The drawing (inward and upward) drawing of the umbilical region is
confirmed by no lesser an authority than Gray: see:
"Halls Dally (/op. cit./) gives the following figures as representing
the average changes which occur during deepest possible respiration.
The manubrium sterni moves 30 mm. in an upward and 14 mm. in a forward
direction; the width of the subcostal angle, at a level of 30 mm. below
the articulation between the body of the sternum and the xiphoid
process, is increased by 26 mm.; the umbilicus is retracted and drawn
upward for a distance of 13 mm."(http://www.bartleby.com/107/117.html).
I know from experience that a serious obstruction to breathing (pea in
the lung) does not induce breathing muscle activity in any way like
that occurring in asthmatic breathing.
It is therefore tempting to believe that asthmatics are not in some way
crazy and self-destructive in an attack, but are simply failing to do
the deep inspiration maneuver correctly.
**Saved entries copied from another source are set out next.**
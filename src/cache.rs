//! Report caching keyed by window size and bucketed reference instant
//!
//! The engine only needs a get/set collaborator: a miss simply recomputes the
//! report, which is idempotent for a given snapshot. Entries carry invalidation
//! tags so a change to the membership list can drop every dependent report.

use std::collections::HashMap;
use std::time::{Duration, Instant};

use serde_json::Value;

/// Tag attached to anything derived from the membership list
pub const MEMBERSHIP_LIST_TAG: &str = "membership_list";

/// Tag attached to cached retention reports
pub const RETENTION_REPORT_TAG: &str = "retention_report";

/// Cache collaborator consulted before a run
pub trait MetricCache {
    /// Fetch a live entry
    fn get(&mut self, key: &str) -> Option<Value>;

    /// Store an entry for `ttl` under the given invalidation tags
    fn set(&mut self, key: &str, value: Value, ttl: Duration, tags: &[&str]);

    /// Drop every entry carrying any of the tags, returning how many were removed
    fn invalidate_tags(&mut self, tags: &[&str]) -> usize;
}

/// Floor a reference instant to the cache granularity
pub fn bucket_instant(reference_instant: i64, granularity_seconds: i64) -> i64 {
    if granularity_seconds <= 1 {
        return reference_instant;
    }
    reference_instant
        .div_euclid(granularity_seconds)
        .checked_mul(granularity_seconds)
        .unwrap_or(reference_instant)
}

/// Cache key for a retention report
pub fn report_key(months_back: u32, reference_instant: i64, granularity_seconds: i64) -> String {
    format!(
        "retention:report:{}:{}",
        months_back,
        bucket_instant(reference_instant, granularity_seconds)
    )
}

#[derive(Debug, Clone)]
struct CacheEntry {
    value: Value,
    expires_at: Instant,
    tags: Vec<String>,
}

/// Process-local cache with TTL expiry and tag invalidation
#[derive(Debug, Default)]
pub struct InMemoryMetricCache {
    entries: HashMap<String, CacheEntry>,

    /// Statistics
    pub cache_hits: u64,
    pub cache_misses: u64,
}

impl InMemoryMetricCache {
    pub fn new() -> Self {
        Self::default()
    }

    /// Number of stored entries, including any not yet evicted after expiry
    pub fn len(&self) -> usize {
        self.entries.len()
    }

    pub fn is_empty(&self) -> bool {
        self.entries.is_empty()
    }

    /// Clear all entries and statistics
    pub fn clear(&mut self) {
        self.entries.clear();
        self.cache_hits = 0;
        self.cache_misses = 0;
    }

    pub fn hit_rate(&self) -> f64 {
        let total = self.cache_hits + self.cache_misses;
        if total == 0 {
            0.0
        } else {
            self.cache_hits as f64 / total as f64
        }
    }
}

impl MetricCache for InMemoryMetricCache {
    fn get(&mut self, key: &str) -> Option<Value> {
        let live = match self.entries.get(key) {
            Some(entry) if Instant::now() < entry.expires_at => Some(entry.value.clone()),
            Some(_) => {
                self.entries.remove(key);
                None
            }
            None => None,
        };

        if live.is_some() {
            self.cache_hits += 1;
        } else {
            self.cache_misses += 1;
        }
        live
    }

    fn set(&mut self, key: &str, value: Value, ttl: Duration, tags: &[&str]) {
        let entry = CacheEntry {
            value,
            expires_at: Instant::now() + ttl,
            tags: tags.iter().map(|t| t.to_string()).collect(),
        };
        self.entries.insert(key.to_string(), entry);
    }

    fn invalidate_tags(&mut self, tags: &[&str]) -> usize {
        let before = self.entries.len();
        self.entries
            .retain(|_, entry| !entry.tags.iter().any(|t| tags.contains(&t.as_str())));
        before - self.entries.len()
    }
}
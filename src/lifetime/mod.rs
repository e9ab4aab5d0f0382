//! Lifetime value projection from tenure and the churn curve

mod by_type;
mod projector;

pub use projector::{LifetimeValueBucket, LifetimeValueProjector, LifetimeValueTable, MemberValue};
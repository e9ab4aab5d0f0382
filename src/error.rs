//! Error types for configuration and record loading
//!
//! The analytics computations themselves never fail: degenerate inputs are
//! handled with floors, defaults and `None` cells. Errors only arise at the
//! edges, when reading files or validating configuration.

use thiserror::Error;

#[derive(Error, Debug)]
pub enum AnalyticsError {
    #[error("I/O error: {0}")]
    Io(#[from] std::io::Error),

    #[error("CSV error: {0}")]
    Csv(#[from] csv::Error),

    #[error("Serialization error: {0}")]
    Serialization(#[from] serde_json::Error),

    #[error("Invalid UTC offset: {seconds} seconds")]
    InvalidTimezone { seconds: i32 },

    #[error("Unknown timezone: {0}")]
    UnknownTimezone(String),

    #[error("Instant {0} is outside the supported calendar range")]
    InvalidInstant(i64),

    #[error("Invalid value for parameter '{name}': {reason}")]
    InvalidParameter { name: String, reason: String },
}

impl AnalyticsError {
    pub(crate) fn invalid_parameter(name: &str, reason: impl Into<String>) -> Self {
        AnalyticsError::InvalidParameter {
            name: name.to_string(),
            reason: reason.into(),
        }
    }
}

pub type AnalyticsResult<T> = Result<T, AnalyticsError>;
You say that they breathe
incorrectly, but while one is about it, it would be at least equally
likely that they are failing at an attempt to do something (a deep
inspiration) which is commonsensical, when you look at it.
Significantly, recent asthma research (Gwen Skloot) shows that in a
provocation test asthmatics only differ from normal subjects by their
failure to take a deep breath. If normal subjects are prevented from
sighing or otherwise deeply inhaling, they respond to a provocation
test (as used in asthma diagnosis) like an asthmatic.
The logical treatment, based on the above assumption, would therefore
be to look at asthma with more empathy and physiological insight (not
simply logically) and painstakingly teaching patients to copy the deep
breath maneuver in full deatil, i. e. with the nose resistance
increased by pressing the tip of the tongue against the gums behind the
front teeth while simultaneously thrusting the upper abdomen up into
the rib cage, which is expanded.
I guess that you yourself as a non-asthmatic, might like to try
breathing asthmatically, namely attempting to breathe deeply with
minimum resistance in the nose or, respecttively, the throat and mouth,
and then analyzing the difference when taking a genuine deep
inspiration as described above. You will see the principle.
Also, a physician should surely lean over backward to avoid
unnecessarily belittling patients, which would occur on telling the
asthmatic sufferer that he is breathing stupidly, which does not seem
to be the case.
As indicated I've posted the above to alt.support.asthma.